▶ _What you are asked to do_
Read the data below. Every line holding the string "tests" must be copied.

▶ _Task data_
↓↓↓

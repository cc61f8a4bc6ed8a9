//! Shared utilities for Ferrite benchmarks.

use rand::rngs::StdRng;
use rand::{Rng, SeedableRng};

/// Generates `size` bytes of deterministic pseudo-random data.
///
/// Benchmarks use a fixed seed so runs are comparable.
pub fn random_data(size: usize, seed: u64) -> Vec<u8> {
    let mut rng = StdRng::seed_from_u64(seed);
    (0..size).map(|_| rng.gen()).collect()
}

↑↑↑
↓↓↓

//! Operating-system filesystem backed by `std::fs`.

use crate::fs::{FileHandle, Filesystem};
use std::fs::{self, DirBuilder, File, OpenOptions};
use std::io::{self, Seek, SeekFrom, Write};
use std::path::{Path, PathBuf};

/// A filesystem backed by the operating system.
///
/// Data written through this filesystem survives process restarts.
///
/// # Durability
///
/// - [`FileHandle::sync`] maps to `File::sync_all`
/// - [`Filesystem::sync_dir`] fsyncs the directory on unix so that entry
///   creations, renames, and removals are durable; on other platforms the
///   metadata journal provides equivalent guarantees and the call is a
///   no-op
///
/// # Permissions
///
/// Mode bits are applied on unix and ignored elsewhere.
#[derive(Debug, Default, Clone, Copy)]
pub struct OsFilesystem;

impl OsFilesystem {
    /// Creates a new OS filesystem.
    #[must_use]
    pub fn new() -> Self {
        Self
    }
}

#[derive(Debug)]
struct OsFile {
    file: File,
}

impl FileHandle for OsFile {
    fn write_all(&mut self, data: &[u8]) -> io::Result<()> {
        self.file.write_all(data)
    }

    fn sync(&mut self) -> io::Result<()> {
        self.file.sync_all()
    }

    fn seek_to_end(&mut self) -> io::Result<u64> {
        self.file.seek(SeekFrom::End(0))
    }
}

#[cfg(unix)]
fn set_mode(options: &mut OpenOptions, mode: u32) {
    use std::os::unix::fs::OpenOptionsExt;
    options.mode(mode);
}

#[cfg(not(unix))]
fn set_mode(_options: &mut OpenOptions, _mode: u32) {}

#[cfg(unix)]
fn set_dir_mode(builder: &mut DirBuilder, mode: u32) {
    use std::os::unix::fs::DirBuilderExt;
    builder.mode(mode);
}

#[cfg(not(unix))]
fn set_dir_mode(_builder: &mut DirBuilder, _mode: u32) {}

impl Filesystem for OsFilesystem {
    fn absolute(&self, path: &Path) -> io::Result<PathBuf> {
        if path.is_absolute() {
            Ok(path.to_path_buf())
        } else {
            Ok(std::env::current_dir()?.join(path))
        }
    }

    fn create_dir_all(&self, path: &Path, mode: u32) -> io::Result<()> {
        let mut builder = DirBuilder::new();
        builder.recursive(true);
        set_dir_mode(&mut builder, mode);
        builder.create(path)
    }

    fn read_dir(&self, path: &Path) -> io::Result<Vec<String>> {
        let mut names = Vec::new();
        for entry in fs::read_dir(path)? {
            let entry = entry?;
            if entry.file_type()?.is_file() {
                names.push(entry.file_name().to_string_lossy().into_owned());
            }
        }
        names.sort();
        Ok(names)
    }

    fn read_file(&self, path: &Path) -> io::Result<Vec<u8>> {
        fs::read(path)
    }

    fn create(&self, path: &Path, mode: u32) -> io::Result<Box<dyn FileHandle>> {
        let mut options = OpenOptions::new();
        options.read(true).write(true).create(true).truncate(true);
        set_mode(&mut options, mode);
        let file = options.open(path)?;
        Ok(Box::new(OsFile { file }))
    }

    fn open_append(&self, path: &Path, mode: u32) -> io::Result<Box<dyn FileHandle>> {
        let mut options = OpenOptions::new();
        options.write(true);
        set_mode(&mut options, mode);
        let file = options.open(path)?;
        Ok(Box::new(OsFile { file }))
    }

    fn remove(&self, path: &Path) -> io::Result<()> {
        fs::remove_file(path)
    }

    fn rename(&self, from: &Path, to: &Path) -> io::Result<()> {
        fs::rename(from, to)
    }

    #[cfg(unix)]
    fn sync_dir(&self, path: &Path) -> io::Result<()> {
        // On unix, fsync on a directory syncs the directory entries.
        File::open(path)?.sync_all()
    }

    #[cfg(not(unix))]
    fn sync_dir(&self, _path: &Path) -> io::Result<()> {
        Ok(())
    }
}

↑↑↑
↓↓↓

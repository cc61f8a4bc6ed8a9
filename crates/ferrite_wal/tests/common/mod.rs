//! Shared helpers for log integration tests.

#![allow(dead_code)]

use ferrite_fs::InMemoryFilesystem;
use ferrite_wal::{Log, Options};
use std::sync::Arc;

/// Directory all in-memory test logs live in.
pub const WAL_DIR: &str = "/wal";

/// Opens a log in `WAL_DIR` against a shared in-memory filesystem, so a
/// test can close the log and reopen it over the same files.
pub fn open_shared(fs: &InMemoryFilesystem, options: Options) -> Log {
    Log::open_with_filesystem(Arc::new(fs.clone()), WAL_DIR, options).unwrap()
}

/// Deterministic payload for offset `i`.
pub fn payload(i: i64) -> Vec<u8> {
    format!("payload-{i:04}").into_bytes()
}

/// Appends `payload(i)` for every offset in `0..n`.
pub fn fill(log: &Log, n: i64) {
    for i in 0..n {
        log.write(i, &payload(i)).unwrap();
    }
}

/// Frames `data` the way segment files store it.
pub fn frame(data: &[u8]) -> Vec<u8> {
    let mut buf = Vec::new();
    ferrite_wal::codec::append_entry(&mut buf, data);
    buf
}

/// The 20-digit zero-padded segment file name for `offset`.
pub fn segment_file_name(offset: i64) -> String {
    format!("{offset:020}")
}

↑↑↑

▶ _Result_
filename crates/ferrite_wal/tests/common/mod.rs
//! Shared helpers for log integration tests.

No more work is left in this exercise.